**What you need to do**
In the records below, find each line that holds "AddressFamily" and return it.
==============================
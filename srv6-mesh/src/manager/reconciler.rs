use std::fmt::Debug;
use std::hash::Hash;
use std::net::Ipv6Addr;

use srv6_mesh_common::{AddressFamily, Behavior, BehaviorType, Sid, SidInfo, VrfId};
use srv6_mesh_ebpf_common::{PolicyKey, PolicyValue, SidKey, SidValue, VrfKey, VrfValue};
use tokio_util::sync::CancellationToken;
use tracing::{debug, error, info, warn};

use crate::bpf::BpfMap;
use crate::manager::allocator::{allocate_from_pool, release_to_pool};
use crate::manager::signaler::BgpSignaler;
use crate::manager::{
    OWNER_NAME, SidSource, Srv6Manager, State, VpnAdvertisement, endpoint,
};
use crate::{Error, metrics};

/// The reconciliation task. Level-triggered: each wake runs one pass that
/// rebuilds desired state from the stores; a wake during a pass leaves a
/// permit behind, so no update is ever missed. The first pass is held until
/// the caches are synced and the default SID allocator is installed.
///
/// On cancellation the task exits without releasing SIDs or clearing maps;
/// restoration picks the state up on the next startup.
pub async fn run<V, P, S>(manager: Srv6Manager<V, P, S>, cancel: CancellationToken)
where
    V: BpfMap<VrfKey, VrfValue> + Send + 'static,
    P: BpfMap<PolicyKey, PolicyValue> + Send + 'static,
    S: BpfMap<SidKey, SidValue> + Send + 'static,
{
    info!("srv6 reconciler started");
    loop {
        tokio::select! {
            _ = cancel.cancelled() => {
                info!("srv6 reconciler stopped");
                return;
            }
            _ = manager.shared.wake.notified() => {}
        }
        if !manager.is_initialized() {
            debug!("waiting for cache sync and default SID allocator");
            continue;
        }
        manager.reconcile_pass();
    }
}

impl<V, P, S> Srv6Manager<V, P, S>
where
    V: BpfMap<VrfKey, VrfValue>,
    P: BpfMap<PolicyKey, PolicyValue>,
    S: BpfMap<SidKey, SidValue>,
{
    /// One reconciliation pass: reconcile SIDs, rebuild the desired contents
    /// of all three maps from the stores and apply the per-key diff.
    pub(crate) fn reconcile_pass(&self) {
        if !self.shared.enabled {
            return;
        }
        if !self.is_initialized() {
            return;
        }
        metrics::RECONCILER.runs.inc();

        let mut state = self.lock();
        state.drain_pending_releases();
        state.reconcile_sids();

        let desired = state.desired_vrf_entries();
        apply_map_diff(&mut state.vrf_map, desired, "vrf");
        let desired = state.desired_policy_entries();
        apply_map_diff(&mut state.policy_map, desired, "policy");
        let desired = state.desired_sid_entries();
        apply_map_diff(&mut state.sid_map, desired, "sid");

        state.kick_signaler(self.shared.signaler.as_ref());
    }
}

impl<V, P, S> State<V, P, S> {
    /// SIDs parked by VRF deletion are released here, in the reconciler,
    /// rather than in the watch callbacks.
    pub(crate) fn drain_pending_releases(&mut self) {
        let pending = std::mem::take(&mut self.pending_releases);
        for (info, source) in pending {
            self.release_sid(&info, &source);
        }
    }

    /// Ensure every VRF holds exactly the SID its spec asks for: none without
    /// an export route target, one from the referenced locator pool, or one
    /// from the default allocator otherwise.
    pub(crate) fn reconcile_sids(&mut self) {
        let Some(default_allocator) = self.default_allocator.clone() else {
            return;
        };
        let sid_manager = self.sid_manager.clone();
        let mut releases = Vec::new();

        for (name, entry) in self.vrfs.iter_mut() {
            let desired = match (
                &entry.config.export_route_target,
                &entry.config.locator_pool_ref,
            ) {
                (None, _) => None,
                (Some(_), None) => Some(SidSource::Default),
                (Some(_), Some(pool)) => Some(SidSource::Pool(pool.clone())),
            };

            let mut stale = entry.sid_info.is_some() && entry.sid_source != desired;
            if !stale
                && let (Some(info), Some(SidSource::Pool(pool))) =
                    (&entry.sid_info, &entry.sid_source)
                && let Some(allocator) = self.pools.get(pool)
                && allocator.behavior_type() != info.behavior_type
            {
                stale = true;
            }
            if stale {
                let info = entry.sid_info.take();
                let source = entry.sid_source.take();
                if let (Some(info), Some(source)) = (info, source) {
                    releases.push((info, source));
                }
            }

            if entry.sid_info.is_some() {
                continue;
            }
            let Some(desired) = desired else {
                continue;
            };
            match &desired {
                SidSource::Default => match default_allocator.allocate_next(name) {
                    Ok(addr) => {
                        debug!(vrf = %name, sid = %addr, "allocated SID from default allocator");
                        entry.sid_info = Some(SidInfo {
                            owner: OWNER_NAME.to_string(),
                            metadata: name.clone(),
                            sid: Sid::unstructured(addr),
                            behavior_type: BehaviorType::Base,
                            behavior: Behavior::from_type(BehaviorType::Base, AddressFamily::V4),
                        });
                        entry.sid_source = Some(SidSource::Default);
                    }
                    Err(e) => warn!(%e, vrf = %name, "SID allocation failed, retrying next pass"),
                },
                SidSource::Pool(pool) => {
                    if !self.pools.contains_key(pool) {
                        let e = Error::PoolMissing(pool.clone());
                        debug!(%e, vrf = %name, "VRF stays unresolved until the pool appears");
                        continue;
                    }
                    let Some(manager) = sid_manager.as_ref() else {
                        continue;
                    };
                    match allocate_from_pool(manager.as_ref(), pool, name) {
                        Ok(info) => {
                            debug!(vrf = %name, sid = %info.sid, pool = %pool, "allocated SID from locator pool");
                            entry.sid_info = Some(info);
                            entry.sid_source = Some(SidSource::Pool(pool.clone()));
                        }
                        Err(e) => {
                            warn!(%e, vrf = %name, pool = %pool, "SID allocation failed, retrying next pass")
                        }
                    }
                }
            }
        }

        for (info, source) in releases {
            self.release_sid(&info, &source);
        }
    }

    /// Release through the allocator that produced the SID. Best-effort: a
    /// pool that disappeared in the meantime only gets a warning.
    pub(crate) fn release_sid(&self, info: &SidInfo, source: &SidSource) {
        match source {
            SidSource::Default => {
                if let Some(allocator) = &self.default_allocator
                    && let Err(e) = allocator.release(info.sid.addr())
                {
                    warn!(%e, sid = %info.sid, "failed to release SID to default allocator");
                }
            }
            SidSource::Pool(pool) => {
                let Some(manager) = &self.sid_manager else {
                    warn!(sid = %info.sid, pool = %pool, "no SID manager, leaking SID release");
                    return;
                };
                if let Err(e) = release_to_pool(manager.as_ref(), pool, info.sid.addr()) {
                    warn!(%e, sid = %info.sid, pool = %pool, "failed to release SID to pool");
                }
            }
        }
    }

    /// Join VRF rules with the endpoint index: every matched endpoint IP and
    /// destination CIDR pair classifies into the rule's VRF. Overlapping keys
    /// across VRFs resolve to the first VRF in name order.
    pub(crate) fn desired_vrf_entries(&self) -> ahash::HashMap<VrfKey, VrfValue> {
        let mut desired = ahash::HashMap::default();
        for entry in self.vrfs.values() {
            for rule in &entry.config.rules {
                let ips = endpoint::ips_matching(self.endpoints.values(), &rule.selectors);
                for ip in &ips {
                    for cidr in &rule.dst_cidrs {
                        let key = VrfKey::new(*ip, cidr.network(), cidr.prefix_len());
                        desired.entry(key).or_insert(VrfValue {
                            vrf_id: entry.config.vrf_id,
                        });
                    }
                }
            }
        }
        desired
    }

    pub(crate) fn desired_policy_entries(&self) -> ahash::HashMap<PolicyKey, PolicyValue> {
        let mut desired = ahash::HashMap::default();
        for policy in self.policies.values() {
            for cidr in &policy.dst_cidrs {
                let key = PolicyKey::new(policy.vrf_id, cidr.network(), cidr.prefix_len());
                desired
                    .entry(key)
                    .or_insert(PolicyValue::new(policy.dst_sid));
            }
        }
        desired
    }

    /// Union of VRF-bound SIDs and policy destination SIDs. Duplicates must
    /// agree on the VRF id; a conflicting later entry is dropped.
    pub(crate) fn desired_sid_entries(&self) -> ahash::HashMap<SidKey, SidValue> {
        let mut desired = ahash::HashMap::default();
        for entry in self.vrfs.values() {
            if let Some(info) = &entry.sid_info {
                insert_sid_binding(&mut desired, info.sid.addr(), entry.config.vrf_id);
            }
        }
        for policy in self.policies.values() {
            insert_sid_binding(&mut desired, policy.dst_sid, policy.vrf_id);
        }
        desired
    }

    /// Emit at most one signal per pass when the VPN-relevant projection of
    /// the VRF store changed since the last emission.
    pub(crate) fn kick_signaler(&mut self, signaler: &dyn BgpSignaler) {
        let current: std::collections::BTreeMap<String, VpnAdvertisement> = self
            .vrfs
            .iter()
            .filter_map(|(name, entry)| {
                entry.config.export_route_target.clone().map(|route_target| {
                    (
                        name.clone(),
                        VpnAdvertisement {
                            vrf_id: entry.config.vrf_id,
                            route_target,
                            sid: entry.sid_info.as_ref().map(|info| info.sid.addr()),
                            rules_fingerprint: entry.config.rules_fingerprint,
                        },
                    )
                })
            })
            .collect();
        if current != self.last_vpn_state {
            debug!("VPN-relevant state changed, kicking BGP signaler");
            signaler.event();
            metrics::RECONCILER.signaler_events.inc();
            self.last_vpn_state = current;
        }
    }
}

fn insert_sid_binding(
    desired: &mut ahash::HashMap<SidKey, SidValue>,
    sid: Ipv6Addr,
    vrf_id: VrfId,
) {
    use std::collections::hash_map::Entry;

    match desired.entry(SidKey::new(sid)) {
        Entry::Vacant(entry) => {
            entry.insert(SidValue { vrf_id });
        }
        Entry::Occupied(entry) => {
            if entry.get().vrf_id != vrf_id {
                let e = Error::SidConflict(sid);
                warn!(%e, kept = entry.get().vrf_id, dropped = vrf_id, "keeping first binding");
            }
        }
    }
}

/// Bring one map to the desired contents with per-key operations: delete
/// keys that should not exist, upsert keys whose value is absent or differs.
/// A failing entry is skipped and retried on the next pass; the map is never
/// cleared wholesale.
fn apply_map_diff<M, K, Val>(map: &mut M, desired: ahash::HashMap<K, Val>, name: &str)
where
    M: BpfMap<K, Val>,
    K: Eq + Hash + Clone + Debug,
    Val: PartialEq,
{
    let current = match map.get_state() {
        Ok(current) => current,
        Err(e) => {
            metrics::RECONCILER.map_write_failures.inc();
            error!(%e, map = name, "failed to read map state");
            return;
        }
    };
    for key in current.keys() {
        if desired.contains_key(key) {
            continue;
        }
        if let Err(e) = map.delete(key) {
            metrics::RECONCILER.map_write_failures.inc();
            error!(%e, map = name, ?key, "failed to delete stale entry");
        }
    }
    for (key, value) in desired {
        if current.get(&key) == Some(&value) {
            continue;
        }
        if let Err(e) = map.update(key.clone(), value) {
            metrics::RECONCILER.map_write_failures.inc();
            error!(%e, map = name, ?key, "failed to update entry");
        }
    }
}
==============================
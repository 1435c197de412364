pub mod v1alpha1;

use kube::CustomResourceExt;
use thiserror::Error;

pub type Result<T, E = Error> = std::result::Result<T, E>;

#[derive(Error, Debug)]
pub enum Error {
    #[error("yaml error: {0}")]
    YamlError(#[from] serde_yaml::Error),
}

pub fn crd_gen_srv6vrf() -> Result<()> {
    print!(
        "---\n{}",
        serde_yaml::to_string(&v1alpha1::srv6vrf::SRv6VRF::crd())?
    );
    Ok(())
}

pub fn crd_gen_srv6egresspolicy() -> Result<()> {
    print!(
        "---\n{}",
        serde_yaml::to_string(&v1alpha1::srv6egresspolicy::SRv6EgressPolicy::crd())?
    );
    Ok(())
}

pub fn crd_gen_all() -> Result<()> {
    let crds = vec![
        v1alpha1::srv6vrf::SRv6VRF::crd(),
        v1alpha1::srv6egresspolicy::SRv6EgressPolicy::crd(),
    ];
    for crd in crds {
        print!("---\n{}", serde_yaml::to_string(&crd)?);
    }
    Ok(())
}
==============================
**Exercise result**
use srv6_mesh_common::{AddressFamily, Behavior, BehaviorType, Sid, SidInfo, VrfId};
                            behavior: Behavior::from_type(BehaviorType::Base, AddressFamily::V4),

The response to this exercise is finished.